The numbers are jaw-dropping and impossible to shrug off: Wyden’s memo shows that between 2002 and 2016 the bank filed only a handful of SARs totaling about $4.3 million, but in 2019 it filed reports flagging roughly thousands of transactions worth nearly $1.3 billion. That massive after-the-fact filing reeks of cover-up or willful blindness at best, and criminal complicity at worst — hardworking Americans know the difference between compliance and protection for the elite.
Even more damning, the record shows internal communications suggesting top executives kept Epstein close because he was a source of lucrative referrals and that compliance warnings were ignored or coached around. When a bank’s private bankers and lawyers are apparently shaping how a client hides cash withdrawals instead of sounding the alarm, we’re no longer talking about negligence — we’re talking about an institutional decision to put profit and connections ahead of victims.
People on both sides of the aisle should be alarmed that a bank of this size could treat Suspicious Activity Reports like paperwork to be managed rather than a duty to protect citizens and aid law enforcement. Senator Wyden has called for criminal investigations and for Treasury to hand over its Epstein files so Congress and prosecutors can follow the money and the cover-ups, and that demand must be met without delay.
Mainstream reporting confirms the scale: media and court filings reference JPMorgan’s 2019 disclosure of roughly 4,700 to 5,000 transactions potentially tied to trafficking and other illicit activity, including transfers to foreign banks and payments linked to people in Epstein’s orbit. This shows the problem wasn’t a single sloppy clerk — it was an enterprise-level tolerance for dangerous behavior that looks a whole lot like enabling.

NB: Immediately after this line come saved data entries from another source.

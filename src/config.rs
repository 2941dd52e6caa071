use config::{Config, ConfigError, Environment, File};
use serde::Deserialize;
use std::path::Path;

/// Main configuration structure
#[derive(Debug, Clone, Deserialize)]
pub struct AppConfig {
    pub upstream: UpstreamConfig,
    #[serde(default)]
    pub cache: CacheConfig,
    #[serde(default)]
    pub fanout: FanoutConfig,
    pub execution: ExecutionConfig,
    #[serde(default)]
    pub trading: TradingConfig,
    #[serde(default)]
    pub api: ApiConfig,
    #[serde(default)]
    pub logging: LoggingConfig,
}

#[derive(Debug, Clone, Deserialize)]
pub struct UpstreamConfig {
    /// REST endpoint used to create and renew streaming sessions
    pub rest_url: String,
    /// WebSocket endpoint for market data
    pub ws_url: String,
    /// API key sent with the create-session call
    #[serde(default)]
    pub api_key: Option<String>,
    #[serde(default = "default_connect_timeout_ms")]
    pub connect_timeout_ms: u64,
    /// Renew the session this many seconds before it expires
    #[serde(default = "default_renew_before_expiry_secs")]
    pub renew_before_expiry_secs: u64,
    #[serde(default = "default_backoff_base_ms")]
    pub backoff_base_ms: u64,
    #[serde(default = "default_backoff_max_ms")]
    pub backoff_max_ms: u64,
    #[serde(default)]
    pub breaker: BreakerSettings,
    /// Force a reconnect when no data arrives for this long
    #[serde(default = "default_stale_stream_timeout_secs")]
    pub stale_stream_timeout_secs: u64,
    #[serde(default = "default_ping_interval_secs")]
    pub ping_interval_secs: u64,
}

fn default_connect_timeout_ms() -> u64 {
    10_000
}

fn default_renew_before_expiry_secs() -> u64 {
    60
}

fn default_backoff_base_ms() -> u64 {
    1_000
}

fn default_backoff_max_ms() -> u64 {
    60_000
}

fn default_stale_stream_timeout_secs() -> u64 {
    90
}

fn default_ping_interval_secs() -> u64 {
    30
}

/// Circuit breaker tuning shared by the upstream and broker breakers
#[derive(Debug, Clone, Deserialize)]
pub struct BreakerSettings {
    /// Consecutive failures before the circuit opens
    #[serde(default = "default_failure_threshold")]
    pub failure_threshold: u32,
    /// Initial cooldown once opened (seconds)
    #[serde(default = "default_cooldown_secs")]
    pub cooldown_secs: u64,
    /// Cooldown growth factor after a failed half-open trial
    #[serde(default = "default_backoff_multiplier")]
    pub backoff_multiplier: f64,
    /// Upper bound for the extended cooldown (seconds)
    #[serde(default = "default_max_cooldown_secs")]
    pub max_cooldown_secs: u64,
}

fn default_failure_threshold() -> u32 {
    5
}

fn default_cooldown_secs() -> u64 {
    30
}

fn default_backoff_multiplier() -> f64 {
    2.0
}

fn default_max_cooldown_secs() -> u64 {
    600
}

impl Default for BreakerSettings {
    fn default() -> Self {
        Self {
            failure_threshold: default_failure_threshold(),
            cooldown_secs: default_cooldown_secs(),
            backoff_multiplier: default_backoff_multiplier(),
            max_cooldown_secs: default_max_cooldown_secs(),
        }
    }
}

#[derive(Debug, Clone, Copy, PartialEq, Eq, Deserialize)]
#[serde(rename_all = "snake_case")]
pub enum CacheBackendKind {
    Memory,
    Postgres,
}

#[derive(Debug, Clone, Deserialize)]
pub struct CacheConfig {
    #[serde(default = "default_cache_backend")]
    pub backend: CacheBackendKind,
    /// Quotes older than this are reported as stale
    #[serde(default = "default_quote_ttl_ms")]
    pub quote_ttl_ms: u64,
    /// Per-call budget for the external backend before it is considered unreachable
    #[serde(default = "default_backend_timeout_ms")]
    pub backend_timeout_ms: u64,
    #[serde(default = "default_probe_interval_secs")]
    pub probe_interval_secs: u64,
    #[serde(default)]
    pub database_url: Option<String>,
    #[serde(default = "default_max_connections")]
    pub max_connections: u32,
    /// Symbols seeded from the backend at startup
    #[serde(default)]
    pub warm_symbols: Vec<String>,
}

fn default_cache_backend() -> CacheBackendKind {
    CacheBackendKind::Memory
}

fn default_quote_ttl_ms() -> u64 {
    5_000
}

fn default_backend_timeout_ms() -> u64 {
    250
}

fn default_probe_interval_secs() -> u64 {
    10
}

fn default_max_connections() -> u32 {
    5
}

impl Default for CacheConfig {
    fn default() -> Self {
        Self {
            backend: default_cache_backend(),
            quote_ttl_ms: default_quote_ttl_ms(),
            backend_timeout_ms: default_backend_timeout_ms(),
            probe_interval_secs: default_probe_interval_secs(),
            database_url: None,
            max_connections: default_max_connections(),
            warm_symbols: Vec::new(),
        }
    }
}

#[derive(Debug, Clone, Deserialize)]
pub struct FanoutConfig {
    /// Per (symbol, consumer) queue capacity; overflow drops the oldest event
    #[serde(default = "default_channel_capacity")]
    pub channel_capacity: usize,
    #[serde(default = "default_heartbeat_interval_secs")]
    pub heartbeat_interval_secs: u64,
    /// Evict a consumer after this many drops without a single read
    #[serde(default = "default_max_consecutive_drops")]
    pub max_consecutive_drops: u64,
    /// Delay before an upstream unsubscribe is sent for a symbol nobody watches
    #[serde(default = "default_unsubscribe_grace_ms")]
    pub unsubscribe_grace_ms: u64,
}

fn default_channel_capacity() -> usize {
    256
}

fn default_heartbeat_interval_secs() -> u64 {
    5
}

fn default_max_consecutive_drops() -> u64 {
    1_024
}

fn default_unsubscribe_grace_ms() -> u64 {
    2_000
}

impl Default for FanoutConfig {
    fn default() -> Self {
        Self {
            channel_capacity: default_channel_capacity(),
            heartbeat_interval_secs: default_heartbeat_interval_secs(),
            max_consecutive_drops: default_max_consecutive_drops(),
            unsubscribe_grace_ms: default_unsubscribe_grace_ms(),
        }
    }
}

/// What the idempotency store does when its persistent backend is unreachable
#[derive(Debug, Clone, Copy, PartialEq, Eq, Deserialize)]
#[serde(rename_all = "snake_case")]
pub enum IdempotencyFailureMode {
    /// Reject new orders
    FailClosed,
    /// Accept new orders and accept the duplicate risk, loudly
    FailOpen,
}

#[derive(Debug, Clone, Deserialize)]
pub struct ExecutionConfig {
    /// Maximum retry attempts after the first broker call
    #[serde(default = "default_max_retries")]
    pub max_retries: u8,
    #[serde(default = "default_retry_base_delay_ms")]
    pub retry_base_delay_ms: u64,
    #[serde(default = "default_retry_max_delay_ms")]
    pub retry_max_delay_ms: u64,
    #[serde(default = "default_broker_timeout_ms")]
    pub broker_timeout_ms: u64,
    #[serde(default = "default_idempotency_ttl_secs")]
    pub idempotency_ttl_secs: u64,
    /// Required; there is no implicit fallback policy
    pub idempotency_failure_mode: IdempotencyFailureMode,
    /// How long a duplicate request waits for the in-flight original
    #[serde(default = "default_duplicate_wait_ms")]
    pub duplicate_wait_ms: u64,
    #[serde(default)]
    pub breaker: BreakerSettings,
}

fn default_max_retries() -> u8 {
    3
}

fn default_retry_base_delay_ms() -> u64 {
    100
}

fn default_retry_max_delay_ms() -> u64 {
    2_000
}

fn default_broker_timeout_ms() -> u64 {
    5_000
}

fn default_idempotency_ttl_secs() -> u64 {
    86_400
}

fn default_duplicate_wait_ms() -> u64 {
    5_000
}

#[derive(Debug, Clone, Copy, PartialEq, Eq, Deserialize)]
#[serde(rename_all = "snake_case")]
pub enum TradingMode {
    Paper,
    Live,
}

#[derive(Debug, Clone, Copy, PartialEq, Eq, Deserialize)]
#[serde(rename_all = "snake_case")]
pub enum BrokerKind {
    Paper,
    Http,
}

#[derive(Debug, Clone, Deserialize)]
pub struct TradingConfig {
    #[serde(default = "default_trading_mode")]
    pub mode: TradingMode,
    #[serde(default = "default_broker_kind")]
    pub broker: BrokerKind,
    #[serde(default)]
    pub broker_url: Option<String>,
    #[serde(default)]
    pub broker_key_id: Option<String>,
    #[serde(default)]
    pub broker_secret: Option<String>,
}

fn default_trading_mode() -> TradingMode {
    TradingMode::Paper
}

fn default_broker_kind() -> BrokerKind {
    BrokerKind::Paper
}

impl Default for TradingConfig {
    fn default() -> Self {
        Self {
            mode: default_trading_mode(),
            broker: default_broker_kind(),
            broker_url: None,
            broker_key_id: None,
            broker_secret: None,
        }
    }
}

#[derive(Debug, Clone, Deserialize)]
pub struct ApiConfig {
    #[serde(default = "default_bind")]
    pub bind: String,
    /// When set, admin routes require `Authorization: Bearer <token>`
    #[serde(default)]
    pub admin_token: Option<String>,
}

fn default_bind() -> String {
    "0.0.0.0:8080".to_string()
}

impl Default for ApiConfig {
    fn default() -> Self {
        Self {
            bind: default_bind(),
            admin_token: None,
        }
    }
}

#[derive(Debug, Clone, Deserialize, Default)]
pub struct LoggingConfig {
    /// Log level (trace, debug, info, warn, error)
    #[serde(default = "default_log_level")]
    pub level: String,
    /// Enable JSON formatted logs
    #[serde(default)]
    pub json: bool,
    /// Directory for daily rolling log files
    #[serde(default)]
    pub dir: Option<String>,
}

fn default_log_level() -> String {
    "info".to_string()
}

impl AppConfig {
    /// Load configuration from files and environment
    pub fn load() -> Result<Self, ConfigError> {
        Self::load_from("config")
    }

    /// Load configuration from a specific directory
    pub fn load_from<P: AsRef<Path>>(config_dir: P) -> Result<Self, ConfigError> {
        let config_dir = config_dir.as_ref();

        let builder = Config::builder()
            .set_default("logging.level", "info")?
            .set_default("logging.json", false)?
            // Load default config file
            .add_source(File::from(config_dir.join("default.toml")).required(false))
            // Load environment-specific config (e.g., config/production.toml)
            .add_source(
                File::from(config_dir.join(
                    std::env::var("QUOTEFLOW_ENV").unwrap_or_else(|_| "development".to_string()),
                ))
                .required(false),
            )
            // Override with environment variables (QUOTEFLOW__UPSTREAM__WS_URL, etc.)
            .add_source(
                Environment::with_prefix("QUOTEFLOW")
                    .separator("__")
                    .try_parsing(true),
            );

        builder.build()?.try_deserialize()
    }

    /// Configuration for local runs against a paper broker
    pub fn paper_defaults(rest_url: &str, ws_url: &str) -> Self {
        Self {
            upstream: UpstreamConfig {
                rest_url: rest_url.to_string(),
                ws_url: ws_url.to_string(),
                api_key: None,
                connect_timeout_ms: default_connect_timeout_ms(),
                renew_before_expiry_secs: default_renew_before_expiry_secs(),
                backoff_base_ms: default_backoff_base_ms(),
                backoff_max_ms: default_backoff_max_ms(),
                breaker: BreakerSettings::default(),
                stale_stream_timeout_secs: default_stale_stream_timeout_secs(),
                ping_interval_secs: default_ping_interval_secs(),
            },
            cache: CacheConfig::default(),
            fanout: FanoutConfig::default(),
            execution: ExecutionConfig {
                max_retries: default_max_retries(),
                retry_base_delay_ms: default_retry_base_delay_ms(),
                retry_max_delay_ms: default_retry_max_delay_ms(),
                broker_timeout_ms: default_broker_timeout_ms(),
                idempotency_ttl_secs: default_idempotency_ttl_secs(),
                idempotency_failure_mode: IdempotencyFailureMode::FailClosed,
                duplicate_wait_ms: default_duplicate_wait_ms(),
                breaker: BreakerSettings::default(),
            },
            trading: TradingConfig::default(),
            api: ApiConfig::default(),
            logging: LoggingConfig::default(),
        }
    }

    /// Validate configuration values
    pub fn validate(&self) -> Result<(), Vec<String>> {
        let mut errors = Vec::new();

        if self.trading.mode == TradingMode::Live {
            errors.push(
                "trading.mode = \"live\" is not supported; only paper trading is wired".to_string(),
            );
        }

        if self.trading.broker == BrokerKind::Http && self.trading.broker_url.is_none() {
            errors.push("trading.broker_url is required for the http broker".to_string());
        }

        if self.cache.backend == CacheBackendKind::Postgres && self.cache.database_url.is_none() {
            errors.push("cache.database_url is required for the postgres backend".to_string());
        }

        for (name, breaker) in [
            ("upstream.breaker", &self.upstream.breaker),
            ("execution.breaker", &self.execution.breaker),
        ] {
            if breaker.failure_threshold == 0 {
                errors.push(format!("{name}.failure_threshold must be at least 1"));
            }
            if breaker.backoff_multiplier < 1.0 {
                errors.push(format!("{name}.backoff_multiplier must be >= 1.0"));
            }
            if breaker.max_cooldown_secs < breaker.cooldown_secs {
                errors.push(format!("{name}.max_cooldown_secs must be >= cooldown_secs"));
            }
        }

        if self.upstream.backoff_base_ms == 0 {
            errors.push("upstream.backoff_base_ms must be positive".to_string());
        }

        if self.upstream.ping_interval_secs == 0 {
            errors.push("upstream.ping_interval_secs must be positive".to_string());
        }

        if self.upstream.stale_stream_timeout_secs == 0 {
            errors.push("upstream.stale_stream_timeout_secs must be positive".to_string());
        }

        if self.fanout.channel_capacity == 0 {
            errors.push("fanout.channel_capacity must be positive".to_string());
        }

        if self.fanout.heartbeat_interval_secs == 0 {
            errors.push("fanout.heartbeat_interval_secs must be positive".to_string());
        }

        if self.execution.idempotency_ttl_secs == 0 {
            errors.push("execution.idempotency_ttl_secs must be positive".to_string());
        }

        if self.cache.quote_ttl_ms == 0 {
            errors.push("cache.quote_ttl_ms must be positive".to_string());
        }

        if errors.is_empty() {
            Ok(())
        } else {
            Err(errors)
        }
    }
}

Conservatives who believe in the rule of law should be the loudest voices demanding accountability here. If a small account holder triggers rapid government action for a single suspicious $10,000 transfer, the same standards must apply to billion-dollar accounts and the titans who managed them; no one is above the law, and no institution should be allowed to hide behind size or influence.

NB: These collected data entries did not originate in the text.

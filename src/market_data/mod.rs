//! Upstream market data: provider protocol, session management, subscription
//! tracking and fan-out to downstream consumers.

pub mod fanout;
pub mod protocol;
pub mod provider;
pub mod registry;
pub mod session;

pub use fanout::{ConsumerReceiver, FanoutDistributor, StreamSubscription};
pub use protocol::{ControlFrame, UpstreamFrame};
pub use provider::{MarketDataProvider, UpstreamStream, WsProvider};
pub use registry::{ConsumerId, SubscriptionRegistry, UpstreamControl};
pub use session::{SessionControl, SessionManager, SessionSettings};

America’s victims deserve truth and justice, not a slow-motion cover-up covered by corporate lawyers and PR teams. It’s time for real congressional subpoenas, criminal referrals where appropriate, and for the Department of Justice to stop treating Wall Street as untouchable; patriotic Americans who believe in fairness and the rule of law should stand with the victims and demand the full, unflinching consequences for any executive who helped shield Jeffrey Epstein.